--- DATA PROVIDED Enclosed Below ---

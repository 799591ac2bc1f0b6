//! Cuts the six cube faces out of a cross-layout skybox image.

use anyhow::Context;
use image::GenericImageView;
use std::path::Path;

/// One face of the cubemap, tagged with its cell in the 4x3 cross grid.
#[derive(Clone, Copy, Debug, PartialEq, Eq)]
pub enum Face {
    Top,
    Left,
    Front,
    Right,
    Back,
    Bottom,
}

impl Face {
    pub const ALL: [Face; 6] = [
        Face::Top,
        Face::Left,
        Face::Front,
        Face::Right,
        Face::Back,
        Face::Bottom,
    ];

    /// (column, row) of this face in the horizontal-cross layout:
    /// the four side faces fill the middle row, top and bottom sit
    /// above and below the front face.
    pub fn cell(self) -> (u32, u32) {
        match self {
            Face::Top => (1, 0),
            Face::Left => (0, 1),
            Face::Front => (1, 1),
            Face::Right => (2, 1),
            Face::Back => (3, 1),
            Face::Bottom => (1, 2),
        }
    }

    pub fn filename(self) -> &'static str {
        match self {
            Face::Top => "top.png",
            Face::Left => "left.png",
            Face::Front => "front.png",
            Face::Right => "right.png",
            Face::Back => "back.png",
            Face::Bottom => "bottom.png",
        }
    }
}

/// Tile dimensions of a 4x3 cross grid. Truncates if the image does not
/// divide evenly, leaving the trailing pixel rows/columns unused.
pub fn tile_size(width: u32, height: u32) -> (u32, u32) {
    (width / 4, height / 3)
}

/// Writes the six face tiles of `image` into `output_dir` as
/// `top.png`, `left.png`, `front.png`, `right.png`, `back.png` and
/// `bottom.png`, overwriting any existing files of those names.
pub fn split(image: &image::DynamicImage, output_dir: &Path) -> anyhow::Result<()> {
    let (width, height) = image.dimensions();
    let (tile_width, tile_height) = tile_size(width, height);

    for face in Face::ALL {
        let (column, row) = face.cell();
        let tile = image.crop_imm(
            column * tile_width,
            row * tile_height,
            tile_width,
            tile_height,
        );

        let path = output_dir.join(face.filename());
        tile.save(&path)
            .with_context(|| format!("failed to write {}", path.display()))?;
    }

    Ok(())
}

/// Opens the image at `input` and splits it into `output_dir`. A decode
/// failure aborts before anything is written.
pub fn split_file(input: &Path, output_dir: &Path) -> anyhow::Result<()> {
    let image =
        image::open(input).with_context(|| format!("failed to open {}", input.display()))?;

    split(&image, output_dir)
}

--- End of Enclosed DATA PROVIDED ---

WORK TO BE COMPLETED |
Quote exactly the first line of the data and every line after it through the one holding "the 4x3 cross grid.".

RESPONSE BELOW |
repository 799591ac2bc1f0b6
//! Cuts the six cube faces out of a cross-layout skybox image.

use anyhow::Context;
use image::GenericImageView;
use std::path::Path;

/// One face of the cubemap, tagged with its cell in the 4x3 cross grid.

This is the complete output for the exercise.